Hideo Kojima quiere que OD de Kojima sea su juego de terror más inquietante hasta la fecha, pero también parece consciente de un detalle práctico: si asustas demasiado al público, parte del público deja de jugar. Sí, pero también tiene un lado práctico. Por eso, el creador ha adelantado que su próximo proyecto incluirá un sistema para quienes se queden atascados por el miedo pero quieran terminarlo.
Qué se sabe por ahora de OD: Knock
Tras el lanzamiento de Death Stranding 2 en 2025, todas las miradas se han ido hacia OD: Knock, un título del que todavía se conocen muy pocos detalles. No está claro cómo se jugará, cuál será exactamente su premisa ni hasta qué punto se apartará de las formas más habituales del género.
Sí hay algunos nombres confirmados. Sophia Lillis, Hunter Schafer y el fallecido Udo Kier interpretarán a los tres personajes principales. Es un reparto llamativo para un proyecto que, por ahora, se está moviendo más por insinuaciones que por grandes explicaciones públicas.

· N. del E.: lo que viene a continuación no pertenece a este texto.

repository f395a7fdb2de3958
//! Gemini generative API client (direct LLM strategy).
//!
//! Sends the fixed fraud-analysis prompt to the `generateContent`
//! endpoint and hands the reply text to the jobscan parser.

use std::time::Duration;

use async_trait::async_trait;

use super::{
    build_prompt, job_text_from_fields, parse_fraud_response, AnalyzeError, JobAnalyzer,
    JobFraudResult,
};

/// Default API base URL.
pub const DEFAULT_BASE_URL: &str = "https://generativelanguage.googleapis.com";

/// Default model for fraud analysis.
pub const DEFAULT_MODEL: &str = "gemini-2.5-flash";

/// Gemini REST client.
pub struct GeminiClient {
    client: reqwest::Client,
    api_key: String,
    base_url: String,
    model: String,
}

impl GeminiClient {
    /// Create a new client.
    ///
    /// # Arguments
    /// * `api_key` - Gemini API key
    pub fn new(api_key: String) -> Result<Self, AnalyzeError> {
        if api_key.trim().is_empty() {
            return Err(AnalyzeError::NotConfigured(
                "Gemini API key must not be empty".to_string(),
            ));
        }
        let client = reqwest::Client::builder()
            .connect_timeout(Duration::from_secs(10))
            .timeout(Duration::from_secs(120))
            .build()
            .map_err(|e| AnalyzeError::ApiRequest(format!("failed to build HTTP client: {e}")))?;

        Ok(Self {
            client,
            api_key,
            base_url: DEFAULT_BASE_URL.to_string(),
            model: DEFAULT_MODEL.to_string(),
        })
    }

    /// Set a custom base URL (e.g., for proxy or testing).
    pub fn with_base_url(mut self, url: String) -> Self {
        self.base_url = url.trim_end_matches('/').to_string();
        self
    }

    /// Set a custom model.
    pub fn with_model(mut self, model: String) -> Self {
        self.model = model;
        self
    }
}

#[async_trait]
impl JobAnalyzer for GeminiClient {
    fn name(&self) -> &str {
        "gemini"
    }

    async fn analyze(&self, job: &serde_json::Value) -> Result<JobFraudResult, AnalyzeError> {
        let prompt = build_prompt(&job_text_from_fields(job));

        let body = serde_json::json!({
            "contents": [{
                "parts": [{ "text": prompt }]
            }]
        });

        let url = format!(
            "{}/v1beta/models/{}:generateContent",
            self.base_url, self.model
        );

        let response = self
            .client
            .post(&url)
            .header("x-goog-api-key", &self.api_key)
            .header("content-type", "application/json")
            .json(&body)
            .send()
            .await
            .map_err(|e| AnalyzeError::ApiRequest(format!("HTTP request failed: {e}")))?;

        let status = response.status();
        if !status.is_success() {
            let body_text = response
                .text()
                .await
                .unwrap_or_else(|_| "<unreadable>".to_string());
            return Err(AnalyzeError::ApiResponse {
                status: status.as_u16(),
                message: body_text,
            });
        }

        let resp_body: serde_json::Value = response.json().await.map_err(|e| {
            AnalyzeError::ApiRequest(format!("failed to read response body: {e}"))
        })?;

        let text = extract_gemini_text(&resp_body)?;
        parse_fraud_response(&text)
    }
}

/// Extract the reply text from a `generateContent` response.
fn extract_gemini_text(response: &serde_json::Value) -> Result<String, AnalyzeError> {
    let candidates = response
        .get("candidates")
        .and_then(|c| c.as_array())
        .ok_or(AnalyzeError::InvalidFormat)?;

    if candidates.is_empty() {
        return Err(AnalyzeError::InvalidFormat);
    }

    let parts = candidates[0]
        .get("content")
        .and_then(|c| c.get("parts"))
        .and_then(|p| p.as_array())
        .ok_or(AnalyzeError::InvalidFormat)?;

    let text: String = parts
        .iter()
        .filter_map(|p| p.get("text").and_then(|t| t.as_str()))
        .collect();

    if text.is_empty() {
        return Err(AnalyzeError::InvalidFormat);
    }

    Ok(text)
}
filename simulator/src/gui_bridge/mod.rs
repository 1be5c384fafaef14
pub mod bridge;
pub mod model;
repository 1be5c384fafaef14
use anyhow::Context;
use clap::Parser;
use gui_bridge::bridge::{gui_bind_address, GuiBridge};
use std::fs::{self, OpenOptions};
use std::io::Write;
use std::path::PathBuf;
use tokio::runtime::Builder as TokioBuilder;
use tokio::signal;
use workflow::config::SessionScript;
use workflow::runner::Runner;

mod generator;
mod gui_bridge;
mod workflow;

#[derive(Parser)]
#[command(author, version, about = "Replays scripted AR placement sessions")]
struct Args {
    /// Load a session script from YAML (defaults to the built-in demo)
    #[arg(long)]
    script: Option<PathBuf>,
    /// Override the scene file location
    #[arg(long)]
    scene: Option<PathBuf>,
    /// Override the world-map capture timeout
    #[arg(long)]
    timeout_ms: Option<u64>,
    /// Restore the saved scene before replaying the script
    #[arg(long, default_value_t = false)]
    restore: bool,
    /// Append a one-line run summary to this file
    #[arg(long)]
    report: Option<PathBuf>,
    /// Keep the GUI bridge alive and serve the final session view
    #[arg(long, default_value_t = false)]
    serve: bool,
}

fn main() -> anyhow::Result<()> {
    env_logger::init();
    let args = Args::parse();

    let script = if let Some(path) = &args.script {
        SessionScript::load(path)?
    } else {
        SessionScript::demo()
    };

    let mut persistence = script.persistence.clone();
    if let Some(scene) = args.scene {
        persistence.scene_path = scene;
    }
    if let Some(timeout_ms) = args.timeout_ms {
        persistence.capture_timeout_ms = timeout_ms;
    }

    let runtime = TokioBuilder::new_current_thread()
        .enable_all()
        .build()
        .context("creating runtime for session replay")?;

    let restore_first = args.restore;
    let mut runner = Runner::new(&script, persistence)?;
    let summary = runtime.block_on(async {
        if restore_first && !runner.restore()? {
            println!("No saved scene to restore; starting empty.");
        }
        runner.execute(&script.steps).await
    })?;

    println!(
        "Session replay -> steps {}, placements {} ({} anchored), saves {}, restores {}, fallbacks {}",
        summary.steps,
        summary.placements,
        summary.anchored,
        summary.saves,
        summary.restores,
        summary.fallbacks
    );
    let ar = runner.ar();
    println!(
        "AR session -> runs {}, anchors {}, relocalized {}, highlighted {:?}",
        ar.runs(),
        ar.anchors().len(),
        ar.configuration()
            .map(|config| config.initial_world_map.is_some())
            .unwrap_or(false),
        ar.highlighted()
    );
    for record in runner.placements() {
        println!(
            "  placement {} {} ({}) anchor {}",
            record.id.0,
            record.model.name,
            record.model.category.label(),
            record
                .anchor
                .as_ref()
                .map(|anchor| anchor.to_string())
                .unwrap_or_else(|| "pending".into())
        );
    }
    for failure in &summary.failures {
        println!("  recovered: {}", failure);
    }

    if let Some(report_path) = args.report {
        if let Some(parent) = report_path.parent() {
            fs::create_dir_all(parent)?;
        }
        let mut file = OpenOptions::new()
            .create(true)
            .append(true)
            .open(&report_path)
            .with_context(|| format!("opening report {}", report_path.display()))?;
        writeln!(
            file,
            "steps={} placements={} anchored={} saves={} restores={} failures={:?}",
            summary.steps,
            summary.placements,
            summary.anchored,
            summary.saves,
            summary.restores,
            summary.failures
        )?;
    }

    if args.serve {
        let gui_bridge = GuiBridge::new();
        gui_bridge.publish(&runner.view());
        gui_bridge.serve(gui_bind_address());
        gui_bridge.publish_status("HTTP bridge running (Ctrl+C to stop)...");
        runtime.block_on(async {
            signal::ctrl_c().await.context("awaiting Ctrl+C to exit")?;
            Ok::<(), anyhow::Error>(())
        })?;
    }

    Ok(())
}
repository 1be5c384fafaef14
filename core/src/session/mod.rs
pub mod deletion;
pub mod placement;
pub mod settings;

pub use deletion::{DeletionSelection, HighlightCommand, SelectedEntity, Transition};
pub use placement::PlacementSession;
pub use settings::SessionSettings;
pub mod model;
pub mod placement;

pub use model::{CatalogModel, ModelCategory, ModelId};
pub use placement::{Anchor, AnchorId, EntityId, PlacementId, PlacementRecord, Transform};
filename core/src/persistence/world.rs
use serde::{Deserialize, Serialize};

use crate::catalog::{Anchor, AnchorId, PlacementRecord, Transform};

/// How well the AR session has mapped the surrounding space.
#[derive(Debug, Clone, Copy, PartialEq, Eq, Default, Serialize, Deserialize)]
#[serde(rename_all = "snake_case")]
pub enum MappingStatus {
    #[default]
    NotAvailable,
    Limited,
    Extending,
    Mapped,
}

/// Spatial understanding of a session: feature points, anchors and the
/// coordinate origin they are expressed in.
#[derive(Debug, Clone, PartialEq, Default, Serialize, Deserialize)]
#[serde(deny_unknown_fields)]
pub struct WorldMap {
    pub center: [f32; 3],
    pub extent: [f32; 3],
    pub anchors: Vec<Anchor>,
    pub feature_points: Vec<[f32; 3]>,
}

impl WorldMap {
    pub fn anchor(&self, id: &AnchorId) -> Option<&Anchor> {
        self.anchors.iter().find(|anchor| &anchor.id == id)
    }

    /// Anchors keyed by identity, sorted for comparison.
    pub fn anchor_set(&self) -> Vec<(AnchorId, Transform)> {
        let mut set: Vec<_> = self
            .anchors
            .iter()
            .map(|anchor| (anchor.id.clone(), anchor.transform))
            .collect();
        set.sort_by(|a, b| a.0.cmp(&b.0));
        set
    }
}

#[derive(Debug, Clone, Copy, PartialEq, Eq, Serialize, Deserialize)]
pub struct PlaneDetection {
    pub horizontal: bool,
    pub vertical: bool,
}

/// What the current device can do; features it lacks are left off.
#[derive(Debug, Clone, Copy, PartialEq, Eq, Serialize, Deserialize)]
pub struct DeviceCapabilities {
    pub scene_reconstruction: bool,
    pub person_segmentation: bool,
}

impl Default for DeviceCapabilities {
    fn default() -> Self {
        Self {
            scene_reconstruction: true,
            person_segmentation: true,
        }
    }
}

/// World-tracking configuration handed to `ArSession::run`.
#[derive(Debug, Clone, PartialEq, Serialize, Deserialize)]
pub struct WorldConfiguration {
    pub plane_detection: PlaneDetection,
    pub scene_reconstruction: bool,
    pub person_segmentation: bool,
    pub object_occlusion: bool,
    pub show_scene_understanding: bool,
    pub collaboration: bool,
    pub initial_world_map: Option<WorldMap>,
}

impl Default for WorldConfiguration {
    fn default() -> Self {
        Self {
            plane_detection: PlaneDetection {
                horizontal: true,
                vertical: true,
            },
            scene_reconstruction: false,
            person_segmentation: false,
            object_occlusion: false,
            show_scene_understanding: false,
            collaboration: false,
            initial_world_map: None,
        }
    }
}

impl WorldConfiguration {
    pub fn with_initial_world_map(mut self, map: Option<WorldMap>) -> Self {
        self.initial_world_map = map;
        self
    }
}

#[derive(Debug, Clone, Copy, PartialEq, Eq, Default, Serialize, Deserialize)]
pub struct RunOptions {
    pub reset_tracking: bool,
    pub remove_existing_anchors: bool,
}

impl RunOptions {
    /// Used for every restore so old and new coordinate spaces never share
    /// anchor identities.
    pub const RESTORE: RunOptions = RunOptions {
        reset_tracking: true,
        remove_existing_anchors: true,
    };
}

/// A configuration ready to re-run the AR session, plus the placements that
/// need their objects rebuilt once the anchors come back.
#[derive(Debug, Clone, PartialEq)]
pub struct RestoredWorldConfig {
    pub configuration: WorldConfiguration,
    pub options: RunOptions,
    pub placements: Vec<PlacementRecord>,
}

impl RestoredWorldConfig {
    pub fn is_empty(&self) -> bool {
        self.configuration.initial_world_map.is_none() && self.placements.is_empty()
    }
}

También está claro que Kojima quiere ir al terror sin frenos. No es casual que haya tanta expectativa: muchos jugadores aún recuerdan la demo P.T., aquel experimento breve, incómodo y ya casi mítico que dejó claro que Kojima sabía poner nervioso al personal con un pasillo, una casa y una paciencia bastante cruel.
Kojima quiere ir más allá del susto habitual
En una entrevista con Entertainment Weekly, Kojima explicó que su intención era superar el límite de miedo alcanzado por otros videojuegos. Según sus palabras, se trata de una experiencia para un solo jugador y quería hacerla “lo más aterradora posible”.
La frase encaja con la imagen pública del diseñador: ambición alta, misterio cuidadosamente administrado y una ligera sensación de que alguien en producción debe estar mirando el calendario con preocupación. Pero también señala algo interesante. Kojima no habla solo de sobresaltos o monstruos, sino de llevar al límite lo que un jugador puede aguantar frente a la pantalla.
Ahí está la apuesta emocional del proyecto. El terror funciona cuando el jugador quiere mirar y apartar la vista al mismo tiempo. Si OD: Knock logra ese equilibrio, puede convertirse en algo más que otro lanzamiento con luces parpadeantes y respiraciones en la nuca.
Un sistema para quienes no puedan más
Kojima añadió que ha pensado en una función para quienes abandonen cuando la experiencia se vuelva demasiado intensa. La idea, según dijo, es permitir que el jugador siga adelante aunque el miedo le impida avanzar.
No quiso concretar más. Explicó que revelar detalles daría demasiadas pistas sobre el sistema y que podría meterse en problemas por hablar de más. Una forma muy Kojima de decir que hay una idea importante sobre la mesa, pero que aún no toca enseñarla.
Por ahora, no está claro si esa ayuda reducirá la tensión, modificará ciertos encuentros, cambiará la iluminación, suavizará amenazas o hará algo mucho más extraño que un simple modo fácil. Conociendo a Kojima, mejor no dar por hecha la solución más obvia.
Lo relevante es que el juego parece reconocer una realidad sencilla: hay jugadores que quieren vivir una historia de terror, pero no necesariamente ser expulsados de ella por puro pánico.
Sin fecha, pero con una promesa clara
OD: Knock no tiene todavía fecha de lanzamiento. Tampoco hay suficiente información para saber si será un terror psicológico puro, una experiencia más experimental o una mezcla difícil de clasificar, que tampoco sería precisamente una sorpresa viniendo de Kojima.
Eso sí, la intención está clara. El proyecto quiere ser extremo en su miedo, pero no excluyente hasta el punto de dejar fuera a quienes no puedan con toda la intensidad. Ese equilibrio puede ser una de sus claves: provocar, tensar y perturbar, sin olvidar que al otro lado hay una persona intentando terminar la partida.
Cuando finalmente llegue, tocará comprobar si OD: Knock consigue entrar en la conversación sobre los videojuegos de terror más escalofriantes. De momento, Kojima ya ha logrado algo muy suyo: que todo el mundo esté hablando de un sistema que aún nadie entiende del todo.